Liriomyza leafminers can adversely affect agronomic crops by transmitting a number of disease pathogens, including fungi, bacteria, and viruses. Often this results from the physical damage to leaves following insertion of an ovipositor by females during the act of egg laying. For example, Durairaj et al. (2010) reported that L. trifolii (Burgess) (Diptera: Agromyzidae) females perforate leaves of Solanum lycopersicum L. (Solanaceae), predisposing the plant to infection by Alternaria (Pleosporales: Pleosporaceae) fungi. Similarly, Deadman et al. (2002) reported that leaf perforation during L. trifolii oviposition favored leaf necrosis caused by Alternaria alternata (Fr.) Keissl in S. tuberosum L. (Solanaceae). Alternaria spp. can reduce photosynthetic leaf area and subsequent tuber production in infected potato plants (Simmons 2000).
The economic impacts of Liriomyza are high. For example, Liriomyza spp. in Kenya have caused losses of US$54 and US$64.5 million in Pisum sativum L. and Phaseolus vulgaris L. (Fabaceae), respectively (Pratt et al. 2017). These species also are agronomic pests of other vegetable crops such as Beta vulgaris L. and Spinacia oleracea L. (Amaranthaceae) (Minkenberg 1988). Mujica and Kroschel (2013) reported that the leafminer L. huidobrensis (Blanchard) (Diptera: Agromyzidae) was responsible for leaf damage that subsequently reduced yields of S. tuberosum by up to 51% in the Cañete Valley (central coast of Peru). Here, we provide the first report on the association of L. huidobrensis as a facilitating agent of A. solani (Cooke) Wint infection to S. tuberosum in a commercial potato crop in Brazil.
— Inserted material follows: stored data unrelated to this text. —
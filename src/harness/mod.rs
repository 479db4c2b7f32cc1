pub mod report;
pub mod runner;

pub use report::{LatencyReport, LatencySample, percentile};
pub use runner::{HarnessError, LatencyHarness, load_queries, parse_queries};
Leafminer sampling was conducted twice between Sep 2013 to Apr 2014 in the municipality of Rio Paranaíba (Minas Gerais State, Brazil) on S. tuberosum leaves (cv. Ágata) from a field containing larval L. huidobrensis. The field (19.208744°S, 46.164902°W) consisted of 35 ha, with potato plants at the tuber formation stage (50 d after planting) (Meier 2001). The field was divided into 5 areas of 5 ha each. Each area was further divided into 10 parcels of 50 × 50 m (2,500 m2). We evaluated 50 plants per parcel.
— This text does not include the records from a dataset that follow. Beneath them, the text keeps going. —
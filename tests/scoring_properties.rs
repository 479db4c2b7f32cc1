use intent_relay::scoring::{normalize, rank, RankedResult, RawModelResponse};
use intent_relay::RelayError;
use proptest::prelude::*;
use proptest::test_runner::Config;
use serde_json::json;

/// A small pool of scores so that ties are common; includes values outside [0, 1].
fn score_strategy() -> impl Strategy<Value = f64> {
    prop::sample::select(vec![-2.5, 0.0, 0.1, 0.25, 0.5, 0.87, 1.0, 3.75])
}

/// Prefix plus a name that may itself contain a colon.
fn prefix_strategy() -> impl Strategy<Value = &'static str> {
    prop::sample::select(vec!["in", "intent", "in:nested"])
}

/// Labels carry their input position in the name so order can be checked after ranking.
fn label_name(prefix: &str, position: usize) -> String {
    format!("{prefix}:label_{position}")
}

fn position_of(name: &str) -> usize {
    name.rsplit("label_").next().and_then(|p| p.parse().ok()).expect("generated name")
}

fn check_ranking(ranked: &RankedResult, scores: &[f64]) -> Result<(), TestCaseError> {
    prop_assert_eq!(ranked.all.len(), scores.len());
    prop_assert_eq!(&ranked.top, &ranked.all[0]);

    for pair in ranked.all.windows(2) {
        prop_assert!(pair[0].confidence >= pair[1].confidence);
        if pair[0].confidence == pair[1].confidence {
            prop_assert!(position_of(&pair[0].name) < position_of(&pair[1].name));
        }
    }

    let mut positions: Vec<usize> = ranked.all.iter().map(|l| position_of(&l.name)).collect();
    positions.sort_unstable();
    prop_assert_eq!(positions, (0..scores.len()).collect::<Vec<_>>());

    for label in &ranked.all {
        prop_assert_eq!(label.confidence, scores[position_of(&label.name)]);
    }
    Ok(())
}

proptest! {
    #![proptest_config(Config::with_cases(256))]

    #[test]
    fn text_blob_ranks_descending_and_stable(
        entries in prop::collection::vec((prefix_strategy(), score_strategy()), 1..24),
        blank_every in 2_usize..6
    ) {
        let mut blob = String::new();
        for (position, (prefix, score)) in entries.iter().enumerate() {
            if position % blank_every == 0 {
                blob.push('\n');
            }
            blob.push_str(&format!("{}:{}\n", label_name(prefix, position), score));
        }

        let labels = normalize(&RawModelResponse::TextBlob(blob)).expect("valid blob");
        let ranked = rank("q", labels).expect("non-empty");

        let scores: Vec<f64> = entries.iter().map(|(_, s)| *s).collect();
        check_ranking(&ranked, &scores)?;
        for label in &ranked.all {
            let prefix = entries[position_of(&label.name)].0;
            prop_assert!(label.name.starts_with(prefix));
        }
    }

    #[test]
    fn json_ranking_keeps_every_entry(
        scores in prop::collection::vec(score_strategy(), 1..24)
    ) {
        let ranking: Vec<_> = scores
            .iter()
            .enumerate()
            .map(|(position, score)| json!({"name": label_name("intent", position), "confidence": score}))
            .collect();
        let body = json!({"text": "q", "intent_ranking": ranking, "entities": []});

        let labels = normalize(&RawModelResponse::JsonRanking(body)).expect("valid ranking");
        let ranked = rank("q", labels).expect("non-empty");
        check_ranking(&ranked, &scores)?;
    }

    #[test]
    fn unparseable_score_is_rejected(
        good in prop::collection::vec(score_strategy(), 0..8),
        junk in "[a-z]{1,8}"
    ) {
        prop_assume!(junk.parse::<f64>().is_err());
        let mut blob: String = good
            .iter()
            .enumerate()
            .map(|(position, score)| format!("{}:{}\n", label_name("in", position), score))
            .collect();
        blob.push_str(&format!("in:broken:{junk}\n"));

        let result = normalize(&RawModelResponse::TextBlob(blob));
        prop_assert!(matches!(result, Err(RelayError::MalformedResponse(_))));
    }
}

#[test]
fn empty_ranking_never_yields_a_prediction() {
    for raw in [
        RawModelResponse::TextBlob("\n\n".to_string()),
        RawModelResponse::JsonRanking(json!({"intent_ranking": []})),
    ] {
        let labels = normalize(&raw).unwrap();
        assert!(matches!(rank("q", labels), Err(RelayError::EmptyResult)));
    }
}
Plants were spaced 80 to 87 cm apart with 12 to 15 stems per meter. Mines of L. huidobrensis larvae with A. solani lesions were visually counted following the method of Alves et al. (2014) (Fig. 1a). Spatial distribution of mines caused by L. huidobrensis and A. solani lesions was evaluated using the Moran Index (I) (P ≤⃒ 0.05) with the Z test (Seffrin et al. 2018). This index measures whether a distribution is irregular, even, or clustered. Indices closest to 1 indicate high spatial dependence (clustered values); those closest to zero are characterized as spatial independence, while indices closest to −1 indicate high level of dispersion.
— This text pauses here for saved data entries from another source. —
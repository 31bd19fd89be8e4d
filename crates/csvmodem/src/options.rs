use alloc::borrow::Cow;

use serde::{Deserialize, Serialize};

use crate::ParserError;

/// Shape of each record handed to the caller.
#[derive(Debug, Clone, Copy, PartialEq, Eq, Default, Serialize, Deserialize)]
#[serde(rename_all = "snake_case")]
pub enum OutputMode {
    /// The structured [`Record`](crate::Record) itself.
    Fields,
    /// The record serialized as a JSON array of strings.
    Text,
    /// The UTF-8 bytes of the JSON array text.
    #[default]
    Bytes,
}

/// Configuration options for the CSV streaming parser.
///
/// Options are resolved once, when a session is constructed; a running parser
/// never observes changes to them.
///
/// # Examples
///
/// ```rust
/// use csvmodem::{CsvModem, OutputMode, ParserOptions};
///
/// let modem = CsvModem::new(ParserOptions {
///     field_delimiter: b';',
///     record_delimiter: b"\r\n".as_slice().into(),
///     source_encoding: Some("latin1".into()),
///     output: OutputMode::Text,
///     ..Default::default()
/// });
/// assert!(modem.is_ok());
/// ```
#[derive(Debug, Clone, PartialEq, Eq, Serialize, Deserialize)]
#[serde(default)]
pub struct ParserOptions {
    /// Byte separating fields within a record.
    ///
    /// # Default
    ///
    /// `b','`
    pub field_delimiter: u8,

    /// Byte that opens and closes a quoted field.
    ///
    /// A quote only opens a quoted section when it is the very first byte of a
    /// field. Anywhere else it is ordinary data. Inside a quoted section two
    /// consecutive quotes stand for one literal quote.
    ///
    /// # Default
    ///
    /// `b'"'`
    pub quote: u8,

    /// Byte sequence terminating a record. May be longer than one byte, in
    /// which case it is matched across chunk boundaries.
    ///
    /// When a partial match breaks off, only the bytes that cannot start a
    /// new match become data. For a self-overlapping delimiter such as
    /// `b"aab"` the input `xaaab` is therefore the record `xa`.
    ///
    /// # Default
    ///
    /// `b"\n"`
    pub record_delimiter: Cow<'static, [u8]>,

    /// Encoding label of the input, e.g. `"latin1"` or `"shift_jis"`.
    ///
    /// When `None`, or when the label resolves to UTF-8, input bytes reach the
    /// tokenizer untouched. Otherwise every chunk is decoded to UTF-8 first.
    ///
    /// # Default
    ///
    /// `None`
    pub source_encoding: Option<Cow<'static, str>>,

    /// Shape of the emitted records.
    ///
    /// # Default
    ///
    /// [`OutputMode::Bytes`]
    pub output: OutputMode,
}

impl Default for ParserOptions {
    fn default() -> Self {
        Self {
            field_delimiter: b',',
            quote: b'"',
            record_delimiter: Cow::Borrowed(b"\n"),
            source_encoding: None,
            output: OutputMode::default(),
        }
    }
}

impl ParserOptions {
    /// Checks that the delimiters describe an unambiguous dialect.
    ///
    /// # Errors
    ///
    /// Returns [`ParserError::InvalidOptions`] when the record delimiter is
    /// empty, when the field delimiter and quote are the same byte, or when the
    /// record delimiter contains either of them.
    pub fn validate(&self) -> Result<(), ParserError> {
        if self.record_delimiter.is_empty() {
            return Err(ParserError::InvalidOptions(
                "record delimiter must not be empty",
            ));
        }
        if self.field_delimiter == self.quote {
            return Err(ParserError::InvalidOptions(
                "field delimiter and quote must differ",
            ));
        }
        if self.record_delimiter.contains(&self.field_delimiter) {
            return Err(ParserError::InvalidOptions(
                "record delimiter must not contain the field delimiter",
            ));
        }
        if self.record_delimiter.contains(&self.quote) {
            return Err(ParserError::InvalidOptions(
                "record delimiter must not contain the quote",
            ));
        }
        Ok(())
    }
}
We found a positive and significant correlation (r = 0.84; n = 500; P < 0.001) between the number of L. huidobrensis mines and A. solani lesions, with the dissemination of this pathogen in potato plants being influenced by the degree of spatial distribution of L. huidobrensis (I = +0.225; P = 0.001) and A. solani (I = +0.428; P = 0.001). Moreover, the presence of A. solani concentric halos in potato leaves associated with L. huidobrensis oviposition sites, coincided with growth of this fungus. Our results were similar to those of Durairaj et al. (2010) who reported that L. trifolii oviposition sites favored A. alternata infection in tomatoes. Indeed, Deadman et al. (2002) observed that as L. trifolii oviposition perforations in S. tuberosum leaf tissue increased, A. alternata lesions increased (Deadman et al. 2002).